10a) use the vector equation of a line r = a + μb

where a is a fixed point, b is the position vector (AB = b - a), r is the general point in the line and μ is a scalar (note that I use μ instead of lambda as it is indicated in the next question.

10b) You now two equations that have an equal r such that you should make an attempt to see if they do intersect via simultaneous equations. If LHS does not = RHS when you have defined scalars then they do not.

10c) Use the formula cosθ = (b.d)/mod(b)*mod(d)
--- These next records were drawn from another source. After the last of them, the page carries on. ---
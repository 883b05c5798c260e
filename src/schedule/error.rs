//! Error types for the schedule module

use std::fmt;

/// Result type for schedule resolution operations
pub type ScheduleResult<T> = Result<T, ScheduleError>;

/// Schedule-resolution errors
#[derive(Debug)]
pub enum ScheduleError {
    /// Request window is inverted, empty or too large
    InvalidWindow { reason: String },

    /// Day window minutes are out of range or inverted
    InvalidDayWindow { start_min: u32, end_min: u32 },

    /// Location has no schedule definition
    LocationNotFound { location_id: String },

    /// Shift-plan source failed for a staff member
    ShiftPlanUnavailable { staff_id: String, reason: String },

    /// Time-off source failed for a staff member
    TimeOffUnavailable { staff_id: String, reason: String },

    /// A collaborator fetch exceeded the request deadline
    FetchTimeout { staff_id: String },
}

impl fmt::Display for ScheduleError {
    fn fmt(&self, f: &mut fmt::Formatter<'_>) -> fmt::Result {
        match self {
            Self::InvalidWindow { reason } => {
                write!(f, "Invalid request window: {}", reason)
            }
            Self::InvalidDayWindow { start_min, end_min } => {
                write!(
                    f,
                    "Invalid day window {}..{} (minutes since midnight, start < end <= 1440)",
                    start_min, end_min
                )
            }
            Self::LocationNotFound { location_id } => {
                write!(f, "No schedule for location: {}", location_id)
            }
            Self::ShiftPlanUnavailable { staff_id, reason } => {
                write!(f, "Shift plan unavailable for staff '{}': {}", staff_id, reason)
            }
            Self::TimeOffUnavailable { staff_id, reason } => {
                write!(f, "Time-offs unavailable for staff '{}': {}", staff_id, reason)
            }
            Self::FetchTimeout { staff_id } => {
                write!(f, "Schedule fetch timed out for staff '{}'", staff_id)
            }
        }
    }
}

impl std::error::Error for ScheduleError {}

impl ScheduleError {
    pub fn invalid_window(reason: impl Into<String>) -> Self {
        Self::InvalidWindow {
            reason: reason.into(),
        }
    }

    pub fn shift_plan_unavailable(staff_id: impl Into<String>, reason: impl Into<String>) -> Self {
        Self::ShiftPlanUnavailable {
            staff_id: staff_id.into(),
            reason: reason.into(),
        }
    }

    pub fn time_off_unavailable(staff_id: impl Into<String>, reason: impl Into<String>) -> Self {
        Self::TimeOffUnavailable {
            staff_id: staff_id.into(),
            reason: reason.into(),
        }
    }

    /// Errors that degrade a single staff member rather than the request
    pub fn is_per_staff(&self) -> bool {
        matches!(
            self,
            Self::ShiftPlanUnavailable { .. }
                | Self::TimeOffUnavailable { .. }
                | Self::FetchTimeout { .. }
        )
    }
}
where b and d are the direction vectors of the two lines, not that mod is modular signs indicating it cannot be negative.

11) intersections
Step 1: Make both equations equal to each other
Step 2: Simplify
Step 3: Create 3 linear simultaneous equations such that you solve two, and the third equation you test to see if the defined scalars equate LHS = RHS.
Step 4: Substitute your value of s or t to state a position vector of their point of intersection.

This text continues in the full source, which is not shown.